THE Caravan Programming It includes public classes, leaflets, plenary sessions with movements from the Federal District, exhibition of a documentary, public hearing in the House of Representatives and a meeting at the Secretariat of Institutional Relations of the Presidency of the Republic (SRI). The theme of Zero fare has been gaining strength in recent weeks and President Luiz Inacio Lula da Silva He even asked for a broad study on the subject For Finance Minister Fernando Haddad.
“Our interest, with this caravan, is precisely to build a permanent voice space of social movements to guarantee this right,” says Paíque.
Resistance
Despite the unprecedented expansion of zero fare in the country, its expansion is resistance, especially in large cities. Last week, for example, the Belo Horizonte City Council rejected a proposal to implement total gratuity in the city’s public transport, with implementation forecast in up to four years.

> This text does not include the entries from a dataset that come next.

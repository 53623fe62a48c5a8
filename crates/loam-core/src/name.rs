//! Symbol name type.

use serde::{Deserialize, Serialize};
use smol_str::SmolStr;

/// A lightweight owned symbol name.
///
/// Backed by [`smol_str::SmolStr`], which stores short strings inline and
/// avoids heap allocation for typical identifiers.
#[derive(Clone, Eq, PartialEq, Hash, Ord, PartialOrd, Serialize, Deserialize)]
#[repr(transparent)]
pub struct SymbolName(SmolStr);

impl SymbolName {
    #[inline]
    pub fn new(text: impl Into<SmolStr>) -> Self {
        Self(text.into())
    }

    #[inline]
    pub fn as_str(&self) -> &str {
        self.0.as_str()
    }
}

impl std::fmt::Debug for SymbolName {
    fn fmt(&self, f: &mut std::fmt::Formatter<'_>) -> std::fmt::Result {
        f.debug_tuple("SymbolName").field(&self.0.as_str()).finish()
    }
}

impl std::fmt::Display for SymbolName {
    fn fmt(&self, f: &mut std::fmt::Formatter<'_>) -> std::fmt::Result {
        f.write_str(self.as_str())
    }
}

impl From<&str> for SymbolName {
    fn from(value: &str) -> Self {
        Self::new(value)
    }
}

impl From<String> for SymbolName {
    fn from(value: String) -> Self {
        Self::new(value)
    }
}

impl std::borrow::Borrow<str> for SymbolName {
    fn borrow(&self) -> &str {
        self.as_str()
    }
}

The project provided for the creation of a Public Transport Rate (TTP), which would be charged with employers with ten employees or more, and raising funds also through bus advertising and terminals, fines applied to dealers and the creation of a municipal fund to fund the new system.
“In Brazil, public transport management is municipalized and carried out basically by private companies. We understand that we need to create national entities and reorganize public transport as an essential social right,” says Paíque.
Last year, a published research From the National Confederation of Transport (CNT) pointed out that 86.7% of the population is favorable to public financing of transport, 60% support the universal zero tariff and 21.8% defend free pass to specific groups.
In the evaluation of the MPL, the sector crisis is aggravated because the exploratory model of urban, based on profit, is further overloading the whole of workers, who directly suffer the effects of this cost reduction promoted by companies.
“The working class has lower salaries, growing in informality and sick by precarious journeys. This scenario has generated a 41% reduction in the number of passengers in recent decades. In addition to increasing tariffs, companies have worsened the services: cut lines, increased the discomfort, reduced maintenance. in a public letter disclosed to boost the mobilization in Brasilia.